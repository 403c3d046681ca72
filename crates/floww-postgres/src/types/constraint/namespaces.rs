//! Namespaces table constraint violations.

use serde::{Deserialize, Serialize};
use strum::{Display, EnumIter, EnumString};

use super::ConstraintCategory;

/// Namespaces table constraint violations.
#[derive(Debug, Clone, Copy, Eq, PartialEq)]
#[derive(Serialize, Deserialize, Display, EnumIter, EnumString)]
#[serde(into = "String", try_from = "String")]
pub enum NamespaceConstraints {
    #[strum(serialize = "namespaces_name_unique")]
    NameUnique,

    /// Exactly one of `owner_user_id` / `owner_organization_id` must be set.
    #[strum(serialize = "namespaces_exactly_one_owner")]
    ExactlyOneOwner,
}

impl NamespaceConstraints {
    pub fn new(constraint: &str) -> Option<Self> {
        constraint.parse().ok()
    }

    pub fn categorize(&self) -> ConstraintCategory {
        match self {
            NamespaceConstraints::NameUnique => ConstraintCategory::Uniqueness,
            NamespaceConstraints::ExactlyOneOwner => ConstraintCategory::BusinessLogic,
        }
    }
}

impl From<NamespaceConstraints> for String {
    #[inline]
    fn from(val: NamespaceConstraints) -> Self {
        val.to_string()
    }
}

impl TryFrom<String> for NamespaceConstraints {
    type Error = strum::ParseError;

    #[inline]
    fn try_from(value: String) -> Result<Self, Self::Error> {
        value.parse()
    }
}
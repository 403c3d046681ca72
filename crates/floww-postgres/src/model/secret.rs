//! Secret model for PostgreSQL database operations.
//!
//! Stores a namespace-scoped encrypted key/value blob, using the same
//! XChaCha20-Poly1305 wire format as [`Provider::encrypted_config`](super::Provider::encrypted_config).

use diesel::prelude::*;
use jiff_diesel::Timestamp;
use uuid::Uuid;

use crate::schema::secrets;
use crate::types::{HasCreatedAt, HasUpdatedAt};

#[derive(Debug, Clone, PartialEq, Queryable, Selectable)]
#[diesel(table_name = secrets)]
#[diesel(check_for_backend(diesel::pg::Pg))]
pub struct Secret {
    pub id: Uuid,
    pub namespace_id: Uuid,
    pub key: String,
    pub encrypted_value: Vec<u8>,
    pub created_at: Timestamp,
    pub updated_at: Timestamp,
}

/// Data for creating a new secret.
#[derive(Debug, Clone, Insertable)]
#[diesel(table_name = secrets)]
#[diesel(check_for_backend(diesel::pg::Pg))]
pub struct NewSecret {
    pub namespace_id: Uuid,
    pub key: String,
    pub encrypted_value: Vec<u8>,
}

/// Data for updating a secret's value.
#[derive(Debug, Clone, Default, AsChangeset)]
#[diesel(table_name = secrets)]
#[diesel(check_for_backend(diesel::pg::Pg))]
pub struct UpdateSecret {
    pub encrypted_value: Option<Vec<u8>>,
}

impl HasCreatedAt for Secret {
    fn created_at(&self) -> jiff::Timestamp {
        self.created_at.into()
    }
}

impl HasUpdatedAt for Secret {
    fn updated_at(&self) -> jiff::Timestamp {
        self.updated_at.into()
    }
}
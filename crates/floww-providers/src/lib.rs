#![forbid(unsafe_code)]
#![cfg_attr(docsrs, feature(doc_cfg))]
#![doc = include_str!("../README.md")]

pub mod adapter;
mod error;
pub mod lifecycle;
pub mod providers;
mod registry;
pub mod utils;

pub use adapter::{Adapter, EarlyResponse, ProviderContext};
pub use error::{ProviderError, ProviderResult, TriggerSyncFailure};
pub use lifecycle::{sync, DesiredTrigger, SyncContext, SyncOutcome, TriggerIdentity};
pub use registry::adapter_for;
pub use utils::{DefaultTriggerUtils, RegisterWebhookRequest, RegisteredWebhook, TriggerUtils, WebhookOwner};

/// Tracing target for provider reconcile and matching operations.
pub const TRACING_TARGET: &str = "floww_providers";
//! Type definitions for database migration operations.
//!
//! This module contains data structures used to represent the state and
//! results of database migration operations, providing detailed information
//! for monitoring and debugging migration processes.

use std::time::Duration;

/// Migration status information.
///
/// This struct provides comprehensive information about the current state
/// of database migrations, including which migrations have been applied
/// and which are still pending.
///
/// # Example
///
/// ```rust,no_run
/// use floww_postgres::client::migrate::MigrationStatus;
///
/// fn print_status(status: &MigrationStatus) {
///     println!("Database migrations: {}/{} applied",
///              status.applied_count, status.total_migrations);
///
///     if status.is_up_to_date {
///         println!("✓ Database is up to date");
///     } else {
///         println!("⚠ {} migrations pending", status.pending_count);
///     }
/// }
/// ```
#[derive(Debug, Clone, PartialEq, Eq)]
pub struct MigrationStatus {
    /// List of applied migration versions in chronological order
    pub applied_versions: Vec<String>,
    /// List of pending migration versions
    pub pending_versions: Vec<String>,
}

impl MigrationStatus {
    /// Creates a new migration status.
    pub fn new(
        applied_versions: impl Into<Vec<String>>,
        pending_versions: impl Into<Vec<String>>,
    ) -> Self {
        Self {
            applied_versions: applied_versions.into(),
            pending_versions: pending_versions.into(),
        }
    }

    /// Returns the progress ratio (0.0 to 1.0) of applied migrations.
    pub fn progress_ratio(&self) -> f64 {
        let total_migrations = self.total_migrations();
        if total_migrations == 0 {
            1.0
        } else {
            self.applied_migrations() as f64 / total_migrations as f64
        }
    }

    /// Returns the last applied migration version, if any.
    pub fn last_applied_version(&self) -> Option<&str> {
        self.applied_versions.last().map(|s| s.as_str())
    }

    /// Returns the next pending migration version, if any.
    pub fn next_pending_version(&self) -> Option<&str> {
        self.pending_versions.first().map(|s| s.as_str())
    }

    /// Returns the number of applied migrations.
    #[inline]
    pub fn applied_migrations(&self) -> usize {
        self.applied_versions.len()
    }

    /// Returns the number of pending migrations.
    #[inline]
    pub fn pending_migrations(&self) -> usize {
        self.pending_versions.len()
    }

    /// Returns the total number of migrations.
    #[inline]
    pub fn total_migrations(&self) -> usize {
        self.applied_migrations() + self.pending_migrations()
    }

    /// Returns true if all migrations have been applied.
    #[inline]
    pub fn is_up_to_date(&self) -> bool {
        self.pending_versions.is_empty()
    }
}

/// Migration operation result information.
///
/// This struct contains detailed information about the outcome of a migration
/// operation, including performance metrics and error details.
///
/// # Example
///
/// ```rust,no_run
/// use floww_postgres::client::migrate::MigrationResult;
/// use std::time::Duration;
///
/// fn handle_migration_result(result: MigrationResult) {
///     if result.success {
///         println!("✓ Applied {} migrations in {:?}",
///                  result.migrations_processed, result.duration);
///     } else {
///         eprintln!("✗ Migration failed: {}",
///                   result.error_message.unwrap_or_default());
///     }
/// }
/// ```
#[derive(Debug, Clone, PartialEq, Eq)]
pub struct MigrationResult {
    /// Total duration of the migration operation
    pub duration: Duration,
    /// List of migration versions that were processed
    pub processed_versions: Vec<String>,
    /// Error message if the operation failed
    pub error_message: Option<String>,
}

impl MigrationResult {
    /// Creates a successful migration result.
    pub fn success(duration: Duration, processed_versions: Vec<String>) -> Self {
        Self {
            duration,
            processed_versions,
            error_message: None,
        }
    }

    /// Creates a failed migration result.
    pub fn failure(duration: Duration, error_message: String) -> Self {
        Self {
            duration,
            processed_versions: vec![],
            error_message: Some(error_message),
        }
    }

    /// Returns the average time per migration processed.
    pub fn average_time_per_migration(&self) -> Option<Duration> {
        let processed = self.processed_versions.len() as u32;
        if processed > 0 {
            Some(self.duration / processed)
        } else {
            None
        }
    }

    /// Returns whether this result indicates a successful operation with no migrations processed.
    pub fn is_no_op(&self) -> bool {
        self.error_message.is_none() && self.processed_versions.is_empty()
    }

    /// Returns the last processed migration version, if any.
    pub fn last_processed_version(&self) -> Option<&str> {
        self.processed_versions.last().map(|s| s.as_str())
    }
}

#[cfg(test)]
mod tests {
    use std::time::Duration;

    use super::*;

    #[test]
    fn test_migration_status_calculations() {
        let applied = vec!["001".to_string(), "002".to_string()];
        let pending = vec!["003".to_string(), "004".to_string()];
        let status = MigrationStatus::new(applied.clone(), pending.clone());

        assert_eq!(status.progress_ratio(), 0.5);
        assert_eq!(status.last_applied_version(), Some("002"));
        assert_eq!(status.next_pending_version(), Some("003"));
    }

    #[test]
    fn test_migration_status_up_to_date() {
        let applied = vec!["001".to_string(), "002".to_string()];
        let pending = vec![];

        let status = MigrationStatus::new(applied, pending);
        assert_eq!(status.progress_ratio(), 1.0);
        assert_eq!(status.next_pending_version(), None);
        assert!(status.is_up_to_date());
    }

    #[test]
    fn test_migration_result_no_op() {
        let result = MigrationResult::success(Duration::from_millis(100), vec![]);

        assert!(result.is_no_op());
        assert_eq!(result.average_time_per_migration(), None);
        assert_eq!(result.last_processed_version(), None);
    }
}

########

▶ Your task: Set down, exactly as they stand above, the lines starting with the line with "if total_migrations == 0" and going on through the line with "pub fn next_pending_version(&self)", and no others.

▶ Your response:
        if total_migrations == 0 {
            1.0
        } else {
            self.applied_migrations() as f64 / total_migrations as f64
        }
    }

    /// Returns the last applied migration version, if any.
    pub fn last_applied_version(&self) -> Option<&str> {
        self.applied_versions.last().map(|s| s.as_str())
    }

    /// Returns the next pending migration version, if any.
    pub fn next_pending_version(&self) -> Option<&str> {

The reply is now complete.